## [Dataset excerpts]

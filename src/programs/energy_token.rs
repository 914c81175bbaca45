// Energy token program: the GRID token mint wrapper and REC validator list.

use borsh::{BorshDeserialize, BorshSerialize};
use solana_sdk::instruction::{AccountMeta, Instruction};
use solana_sdk::pubkey::Pubkey;
use solana_sdk::system_program;
use spl_associated_token_account::get_associated_token_address;

use super::anchor::{bare_instruction_data, instruction_data};
use super::{check_max_len, check_non_zero, Result};

pub const ID: Pubkey = solana_sdk::pubkey!("J61eiwojt9zA1TP6t9M9wEDmiDek4QNEY2HiAfunHs7");

pub const TOKEN_INFO_SEED: &[u8] = b"token_info";

pub const MAX_AUTHORITY_NAME_LEN: usize = 64;

#[derive(BorshSerialize, BorshDeserialize, Debug, Clone, PartialEq, Eq)]
pub struct TokenInfo {
    pub authority: Pubkey,
    pub mint: Pubkey,
    pub total_supply: u64,
    pub created_at: i64,
}

#[derive(Debug, Clone, Copy)]
pub struct EnergyTokenProgram {
    pub program_id: Pubkey,
}

impl Default for EnergyTokenProgram {
    fn default() -> Self {
        Self { program_id: ID }
    }
}

impl EnergyTokenProgram {
    pub fn new(program_id: Pubkey) -> Self {
        Self { program_id }
    }

    pub fn token_info_address(&self) -> Pubkey {
        Pubkey::find_program_address(&[TOKEN_INFO_SEED], &self.program_id).0
    }

    pub fn initialize(&self, authority: &Pubkey) -> Instruction {
        Instruction::new_with_bytes(
            self.program_id,
            &bare_instruction_data("initialize"),
            vec![AccountMeta::new_readonly(*authority, true)],
        )
    }

    pub fn initialize_token(&self, authority: &Pubkey, mint: &Pubkey) -> Instruction {
        Instruction::new_with_bytes(
            self.program_id,
            &bare_instruction_data("initialize_token"),
            vec![
                AccountMeta::new(self.token_info_address(), false),
                AccountMeta::new_readonly(*mint, false),
                AccountMeta::new(*authority, true),
                AccountMeta::new_readonly(system_program::ID, false),
            ],
        )
    }

    pub fn add_rec_validator(
        &self,
        authority: &Pubkey,
        validator: &Pubkey,
        authority_name: &str,
    ) -> Result<Instruction> {
        check_max_len("authority_name", authority_name.as_bytes(), MAX_AUTHORITY_NAME_LEN)?;

        Ok(Instruction::new_with_bytes(
            self.program_id,
            &instruction_data("add_rec_validator", &(*validator, authority_name))?,
            vec![
                AccountMeta::new(self.token_info_address(), false),
                AccountMeta::new_readonly(*authority, true),
            ],
        ))
    }

    // Moves tokens between the owners' associated token accounts
    pub fn transfer_tokens(
        &self,
        from_owner: &Pubkey,
        to_owner: &Pubkey,
        mint: &Pubkey,
        amount: u64,
    ) -> Result<Instruction> {
        check_non_zero("amount", amount)?;

        Ok(Instruction::new_with_bytes(
            self.program_id,
            &instruction_data("transfer_tokens", &amount)?,
            vec![
                AccountMeta::new(get_associated_token_address(from_owner, mint), false),
                AccountMeta::new(get_associated_token_address(to_owner, mint), false),
                AccountMeta::new_readonly(*from_owner, true),
                AccountMeta::new_readonly(spl_token::ID, false),
            ],
        ))
    }

    pub fn burn_tokens(&self, owner: &Pubkey, mint: &Pubkey, amount: u64) -> Result<Instruction> {
        check_non_zero("amount", amount)?;

        Ok(Instruction::new_with_bytes(
            self.program_id,
            &instruction_data("burn_tokens", &amount)?,
            vec![
                AccountMeta::new(self.token_info_address(), false),
                AccountMeta::new(*mint, false),
                AccountMeta::new(get_associated_token_address(owner, mint), false),
                AccountMeta::new_readonly(*owner, true),
                AccountMeta::new_readonly(spl_token::ID, false),
            ],
        ))
    }
}
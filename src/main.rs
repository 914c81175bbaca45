use anyhow::{Context, Result};
use std::net::SocketAddr;
use std::sync::Arc;
use tokio::net::TcpListener;
use tracing::info;

use energy_trading_platform::config::{self, GatewayConfig, ProgramIds};
use energy_trading_platform::telemetry;
use energy_trading_platform::{build_router, AppState};

#[tokio::main]
async fn main() -> Result<()> {
    // Load environment variables
    config::load_dotenv();

    // Initialize tracing
    telemetry::init_tracing(telemetry::DEFAULT_LOG_FILTER);

    let gateway_config = GatewayConfig::from_env()?;
    let program_ids = ProgramIds::from_env()?;
    let bind_address = gateway_config.bind_address();
    let environment = gateway_config.environment.clone();

    // Initialize application state
    let app_state = Arc::new(AppState::new(gateway_config, program_ids)?);
    let app = build_router(app_state);

    let listener = TcpListener::bind(&bind_address)
        .await
        .with_context(|| format!("Failed to bind {}", bind_address))?;

    info!("API Gateway running on {}", listener.local_addr()?);
    info!("Environment: {}", environment);

    axum::serve(listener, app.into_make_service_with_connect_info::<SocketAddr>())
        .with_graceful_shutdown(shutdown_signal())
        .await
        .context("Server error")?;

    info!("API Gateway stopped");
    Ok(())
}

// Resolves on Ctrl-C or SIGTERM
async fn shutdown_signal() {
    let ctrl_c = async {
        if let Err(err) = tokio::signal::ctrl_c().await {
            tracing::error!("Failed to listen for Ctrl-C: {}", err);
            std::future::pending::<()>().await;
        }
    };

    #[cfg(unix)]
    let terminate = async {
        match tokio::signal::unix::signal(tokio::signal::unix::SignalKind::terminate()) {
            Ok(mut signal) => {
                signal.recv().await;
            }
            Err(err) => {
                tracing::error!("Failed to listen for SIGTERM: {}", err);
                std::future::pending::<()>().await;
            }
        }
    };

    #[cfg(not(unix))]
    let terminate = std::future::pending::<()>();

    tokio::select! {
        _ = ctrl_c => info!("Received Ctrl-C, shutting down"),
        _ = terminate => info!("Received SIGTERM, shutting down"),
    }
}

## [Task details]
All the lines above are to be copied exactly, with none left out.

## [Exercise solution]
filename src/programs/energy_token.rs
repository 914c81175bbaca45
// Energy token program: the GRID token mint wrapper and REC validator list.

use borsh::{BorshDeserialize, BorshSerialize};
use solana_sdk::instruction::{AccountMeta, Instruction};
use solana_sdk::pubkey::Pubkey;
use solana_sdk::system_program;
use spl_associated_token_account::get_associated_token_address;

use super::anchor::{bare_instruction_data, instruction_data};
use super::{check_max_len, check_non_zero, Result};

pub const ID: Pubkey = solana_sdk::pubkey!("J61eiwojt9zA1TP6t9M9wEDmiDek4QNEY2HiAfunHs7");

pub const TOKEN_INFO_SEED: &[u8] = b"token_info";

pub const MAX_AUTHORITY_NAME_LEN: usize = 64;

#[derive(BorshSerialize, BorshDeserialize, Debug, Clone, PartialEq, Eq)]
pub struct TokenInfo {
    pub authority: Pubkey,
    pub mint: Pubkey,
    pub total_supply: u64,
    pub created_at: i64,
}

#[derive(Debug, Clone, Copy)]
pub struct EnergyTokenProgram {
    pub program_id: Pubkey,
}

impl Default for EnergyTokenProgram {
    fn default() -> Self {
        Self { program_id: ID }
    }
}

impl EnergyTokenProgram {
    pub fn new(program_id: Pubkey) -> Self {
        Self { program_id }
    }

    pub fn token_info_address(&self) -> Pubkey {
        Pubkey::find_program_address(&[TOKEN_INFO_SEED], &self.program_id).0
    }

    pub fn initialize(&self, authority: &Pubkey) -> Instruction {
        Instruction::new_with_bytes(
            self.program_id,
            &bare_instruction_data("initialize"),
            vec![AccountMeta::new_readonly(*authority, true)],
        )
    }

    pub fn initialize_token(&self, authority: &Pubkey, mint: &Pubkey) -> Instruction {
        Instruction::new_with_bytes(
            self.program_id,
            &bare_instruction_data("initialize_token"),
            vec![
                AccountMeta::new(self.token_info_address(), false),
                AccountMeta::new_readonly(*mint, false),
                AccountMeta::new(*authority, true),
                AccountMeta::new_readonly(system_program::ID, false),
            ],
        )
    }

    pub fn add_rec_validator(
        &self,
        authority: &Pubkey,
        validator: &Pubkey,
        authority_name: &str,
    ) -> Result<Instruction> {
        check_max_len("authority_name", authority_name.as_bytes(), MAX_AUTHORITY_NAME_LEN)?;

        Ok(Instruction::new_with_bytes(
            self.program_id,
            &instruction_data("add_rec_validator", &(*validator, authority_name))?,
            vec![
                AccountMeta::new(self.token_info_address(), false),
                AccountMeta::new_readonly(*authority, true),
            ],
        ))
    }

    // Moves tokens between the owners' associated token accounts
    pub fn transfer_tokens(
        &self,
        from_owner: &Pubkey,
        to_owner: &Pubkey,
        mint: &Pubkey,
        amount: u64,
    ) -> Result<Instruction> {
        check_non_zero("amount", amount)?;

        Ok(Instruction::new_with_bytes(
            self.program_id,
            &instruction_data("transfer_tokens", &amount)?,
            vec![
                AccountMeta::new(get_associated_token_address(from_owner, mint), false),
                AccountMeta::new(get_associated_token_address(to_owner, mint), false),
                AccountMeta::new_readonly(*from_owner, true),
                AccountMeta::new_readonly(spl_token::ID, false),
            ],
        ))
    }

    pub fn burn_tokens(&self, owner: &Pubkey, mint: &Pubkey, amount: u64) -> Result<Instruction> {
        check_non_zero("amount", amount)?;

        Ok(Instruction::new_with_bytes(
            self.program_id,
            &instruction_data("burn_tokens", &amount)?,
            vec![
                AccountMeta::new(self.token_info_address(), false),
                AccountMeta::new(*mint, false),
                AccountMeta::new(get_associated_token_address(owner, mint), false),
                AccountMeta::new_readonly(*owner, true),
                AccountMeta::new_readonly(spl_token::ID, false),
            ],
        ))
    }
}
filename src/main.rs
repository 914c81175bbaca45
use anyhow::{Context, Result};
use std::net::SocketAddr;
use std::sync::Arc;
use tokio::net::TcpListener;
use tracing::info;

use energy_trading_platform::config::{self, GatewayConfig, ProgramIds};
use energy_trading_platform::telemetry;
use energy_trading_platform::{build_router, AppState};

#[tokio::main]
async fn main() -> Result<()> {
    // Load environment variables
    config::load_dotenv();

    // Initialize tracing
    telemetry::init_tracing(telemetry::DEFAULT_LOG_FILTER);

    let gateway_config = GatewayConfig::from_env()?;
    let program_ids = ProgramIds::from_env()?;
    let bind_address = gateway_config.bind_address();
    let environment = gateway_config.environment.clone();

    // Initialize application state
    let app_state = Arc::new(AppState::new(gateway_config, program_ids)?);
    let app = build_router(app_state);

    let listener = TcpListener::bind(&bind_address)
        .await
        .with_context(|| format!("Failed to bind {}", bind_address))?;

    info!("API Gateway running on {}", listener.local_addr()?);
    info!("Environment: {}", environment);

    axum::serve(listener, app.into_make_service_with_connect_info::<SocketAddr>())
        .with_graceful_shutdown(shutdown_signal())
        .await
        .context("Server error")?;

    info!("API Gateway stopped");
    Ok(())
}

// Resolves on Ctrl-C or SIGTERM
async fn shutdown_signal() {
    let ctrl_c = async {
        if let Err(err) = tokio::signal::ctrl_c().await {
            tracing::error!("Failed to listen for Ctrl-C: {}", err);
            std::future::pending::<()>().await;
        }
    };

    #[cfg(unix)]
    let terminate = async {
        match tokio::signal::unix::signal(tokio::signal::unix::SignalKind::terminate()) {
            Ok(mut signal) => {
                signal.recv().await;
            }
            Err(err) => {
                tracing::error!("Failed to listen for SIGTERM: {}", err);
                std::future::pending::<()>().await;
            }
        }
    };

    #[cfg(not(unix))]
    let terminate = std::future::pending::<()>();

    tokio::select! {
        _ = ctrl_c => info!("Received Ctrl-C, shutting down"),
        _ = terminate => info!("Received SIGTERM, shutting down"),
    }
}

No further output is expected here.